There is a woman who found a way to game casino black jack and made millions out of it before getting caught. It's nearly impossible to replicate but it involved spotting imperfections in the way print sheets are cut up into individual cards.
I don't remember her name but she was an associate of poker legend Phil Ivey, and there's a whole documentary on YouTube about it. It's pretty fascinating what greed and a ridiculous level of risk tolerance can achieve.
Cheung Yin ‘Kelly’ Sun. The tactic is called edge sorting [1], they played Baccarat and had the dealers turn certain cards 180 degrees "for luck".
Here's a great doco about it: https://www.youtube.com/watch?v=uEkl2yAdoHw
Lots of coverage around the gambling news sites too:
https://highstakesdb.com/news/high-stakes-reports/phil-ivey-...

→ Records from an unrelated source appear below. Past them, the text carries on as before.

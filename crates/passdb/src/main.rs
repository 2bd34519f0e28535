// SPDX-FileCopyrightText: 2026 Passdb Contributors
// SPDX-License-Identifier: MIT OR Apache-2.0

//! passdb - a local credential vault.
//!
//! This is the binary entry point.

mod commands;
mod output;

use std::path::PathBuf;

use clap::{Parser, Subcommand};
use passdb_config::PassdbConfig;

/// passdb - password manager that optimises for easily distributing your passwords.
#[derive(Parser, Debug)]
#[command(name = "passdb", version, about, long_about = None)]
struct Cli {
    /// Credentials directory (overrides vault.dir).
    #[arg(short = 'd', long, global = true)]
    dir: Option<PathBuf>,

    /// Verbose mode (debug logging).
    #[arg(short, long, global = true)]
    verbose: bool,

    /// Read configuration from this file instead of the default locations.
    #[arg(short, long, global = true)]
    config: Option<PathBuf>,

    #[command(subcommand)]
    command: Commands,
}

/// Available subcommands.
#[derive(Subcommand, Debug, PartialEq, Eq)]
pub(crate) enum Commands {
    /// Print every credential whose name contains QUERY.
    Find { query: String },
    /// Print the credentials stored under NAME.
    Get { name: String },
    /// Append a credential to NAME.
    Add { name: String },
    /// Replace the credentials stored under NAME.
    Set { name: String },
    /// Generate a password and append it to NAME.
    Generate { name: String },
    /// Import rows from a headerless CSV file (secret, meta, type, url, user).
    Import { file: PathBuf },
    /// Print every credential in the vault.
    Export {
        #[arg(value_parser = ["all"])]
        scope: Option<String>,
    },
    /// Print the record with the given storage identifier.
    Load { identifier: String },
    /// Report index entries without records and records without index entries.
    Verify,
}

fn main() {
    let cli = Cli::parse();

    let loaded = match &cli.config {
        Some(path) => passdb_config::load_and_validate_path(path),
        None => passdb_config::load_and_validate(),
    };
    let mut config = match loaded {
        Ok(config) => config,
        Err(errors) => {
            passdb_config::render_errors(&errors);
            std::process::exit(1);
        }
    };
    apply_overrides(&mut config, &cli);

    let level = if cli.verbose {
        "debug"
    } else {
        config.logging.level.as_str()
    };
    init_tracing(level);

    if let Err(e) = commands::run(cli.command, &config) {
        eprintln!("passdb: {e}");
        std::process::exit(1);
    }
}

/// Command-line flags win over every configuration layer.
fn apply_overrides(config: &mut PassdbConfig, cli: &Cli) {
    if let Some(dir) = &cli.dir {
        config.vault.dir = dir.to_string_lossy().into_owned();
    }
}

/// Logs go to stderr; stdout carries command output.
fn init_tracing(log_level: &str) {
    use tracing_subscriber::EnvFilter;

    let filter = EnvFilter::try_from_default_env().unwrap_or_else(|_| {
        EnvFilter::new(format!(
            "passdb={log_level},passdb_vault={log_level},passdb_config={log_level},warn"
        ))
    });

    tracing_subscriber::fmt()
        .with_env_filter(filter)
        .with_target(true)
        .with_writer(std::io::stderr)
        .init();
}

#[cfg(test)]
mod tests {
    use super::*;

    #[test]
    fn parses_global_flags_after_subcommand() {
        let cli = Cli::try_parse_from(["passdb", "get", "github", "-d", "/tmp/v", "-v"]).unwrap();
        assert_eq!(
            cli.command,
            Commands::Get {
                name: "github".into()
            }
        );
        assert_eq!(cli.dir, Some(PathBuf::from("/tmp/v")));
        assert!(cli.verbose);
        assert!(cli.config.is_none());
    }

    #[test]
    fn parses_every_subcommand() {
        let cases: [(&[&str], Commands); 9] = [
            (&["find", "git"][..], Commands::Find { query: "git".into() }),
            (&["get", "aws"][..], Commands::Get { name: "aws".into() }),
            (&["add", "aws"][..], Commands::Add { name: "aws".into() }),
            (&["set", "aws"][..], Commands::Set { name: "aws".into() }),
            (&["generate", "aws"][..], Commands::Generate { name: "aws".into() }),
            (
                &["import", "dump.csv"][..],
                Commands::Import {
                    file: "dump.csv".into(),
                },
            ),
            (&["export"][..], Commands::Export { scope: None }),
            (
                &["load", "abc"][..],
                Commands::Load {
                    identifier: "abc".into(),
                },
            ),
            (&["verify"][..], Commands::Verify),
        ];
        for (args, expected) in cases {
            let cli = Cli::try_parse_from(std::iter::once("passdb").chain(args.iter().copied()))
                .unwrap();
            assert_eq!(cli.command, expected, "args {args:?}");
        }
    }

    #[test]
    fn export_accepts_only_all() {
        let cli = Cli::try_parse_from(["passdb", "export", "all"]).unwrap();
        assert_eq!(
            cli.command,
            Commands::Export {
                scope: Some("all".into())
            }
        );
        assert!(Cli::try_parse_from(["passdb", "export", "some"]).is_err());
    }

    #[test]
    fn subcommand_is_required() {
        assert!(Cli::try_parse_from(["passdb"]).is_err());
        assert!(Cli::try_parse_from(["passdb", "get"]).is_err());
    }

    #[test]
    fn dir_flag_overrides_config() {
        let cli =
            Cli::try_parse_from(["passdb", "--dir", "/srv/creds", "--config", "x.toml", "verify"])
                .unwrap();
        let mut config = PassdbConfig::default();
        apply_overrides(&mut config, &cli);
        assert_eq!(config.vault.dir, "/srv/creds");
        assert_eq!(cli.config, Some(PathBuf::from("x.toml")));
    }

    #[test]
    fn cli_definition_is_consistent() {
        use clap::CommandFactory;
        Cli::command().debug_assert();
    }
}
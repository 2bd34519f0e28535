// SPDX-FileCopyrightText: 2026 Passdb Contributors
// SPDX-License-Identifier: MIT OR Apache-2.0

//! Core types for the passdb credential vault.
//!
//! This crate holds the error taxonomy shared by every layer and the
//! credential data model that record files serialize.

pub mod error;
pub mod types;

pub use error::PassdbError;
pub use types::{Credential, CredentialCollection};

#[cfg(test)]
mod tests {
    use super::*;
    use std::path::PathBuf;

    #[test]
    fn every_variant_renders_its_context() {
        let path = PathBuf::from("creds.d/lookup.json.enc");
        let cases = [
            (
                PassdbError::NotFound { path: path.clone() },
                "not found: creds.d/lookup.json.enc",
            ),
            (
                PassdbError::InvalidMasterSecret { path: path.clone() },
                "invalid master secret for creds.d/lookup.json.enc (or the file was tampered with)",
            ),
            (
                PassdbError::Format {
                    path: path.clone(),
                    message: "truncated nonce".into(),
                },
                "malformed file creds.d/lookup.json.enc: truncated nonce",
            ),
            (
                PassdbError::Io {
                    path: path.clone(),
                    source: std::io::Error::other("disk full"),
                },
                "I/O error on creds.d/lookup.json.enc: disk full",
            ),
            (
                PassdbError::Crypto("rng failed".into()),
                "crypto error: rng failed",
            ),
            (
                PassdbError::Locked { path },
                "vault is locked by another process: creds.d/lookup.json.enc",
            ),
            (
                PassdbError::Import {
                    line: 3,
                    message: "expected at least 5 fields, found 2".into(),
                },
                "import error on line 3: expected at least 5 fields, found 2",
            ),
            (
                PassdbError::Config("bad alphabet".into()),
                "configuration error: bad alphabet",
            ),
            (
                PassdbError::SecretUnavailable("empty master secret not allowed".into()),
                "master secret unavailable: empty master secret not allowed",
            ),
        ];
        for (err, expected) in cases {
            assert_eq!(err.to_string(), expected);
        }
    }
}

[1]: https://en.wikipedia.org/wiki/Edge_sorting
2 replies →
>It's pretty fascinating what greed and a ridiculous level of risk tolerance can achieve.
I feel like it's less greed when they're gaming back casinos that already have a house edge.
Counting cards ,being able recognize cards, it seems like anything where a person might use their brain to deduce what's next is "cheating"
4 replies →
They were actually changing the deck in way that survives shuffling, not just looking at the differences.
They were using the offset on the printing as a way to tell orientation of the card. Since auto shufflers never rotate the cards, any rotation they added would persist allowing a way to tell good from bad cards in future hands.
1 reply →
Reminds me of Michael Larson’s breaking of Press Your Luck.
https://en.wikipedia.org/wiki/Press_Your_Luck_scandal
I thought it was less that you could predict across packs and more that you could infer what card had been taken given what was left. That meant you had a better chance of not getting cut during the draft.
Yeah I'm sure I've fumbled some details here (sorry!) - I'm searching for this story again and haven't found it, but have found a few things about draft techniques that use print sheets[1] that focus on what you describe - reasoning about the original pack based on the current contents. The technique is pretty interesting!
[1] https://imgur.com/a/how-to-use-print-runs-to-gain-advantage-...
Most of MtG’s secondary market value is protected by how difficult it is (or how costly it is) for cheap printers to match Cartamundi’s (and other global printers) offset printing processes. The number of counterfeit tests (green dot, black layer, Deckmaster, etc) that are simple and useful for basic users to determine counterfeits all trace back to the printing processes WotC uses.
I am amazed by how much value is protected by such a small technological detail
It relies heavily on the security and trustworthiness of the printer as well though, same as any kind of company where their product's value far outweighs its production cost (like cash money); I can imagine that before the big boom, employees would be able to take some cards / boxes / sheets home if they wanted to.
I worked on an application used in a paper factory that produced paper for banknotes. The entire point of the application was to make sure every single sheet of the paper was accounted for. There were unique barcodes printed on it as soon as it was dry enough to do so, and tracked throughout the production process.
Fun fact: confirming the proper disposal of damaged sheets required special privileges, and the name for the user role was "destroyer". So someone could rightfully claim their job title was "destroyer".
yeah, there is a lot of control of printing artifacts that are required. Some of those do make it out, either through QC issues [0] or through WotC itself gifting test print cards and full sheets to employees or as prizes. However, the ability to generate truly authentic MtG cards requires two things: million dollar Heidelberg offset printing machines and the original offset printing files for the card backs (which have not changed since release as far as I'm aware).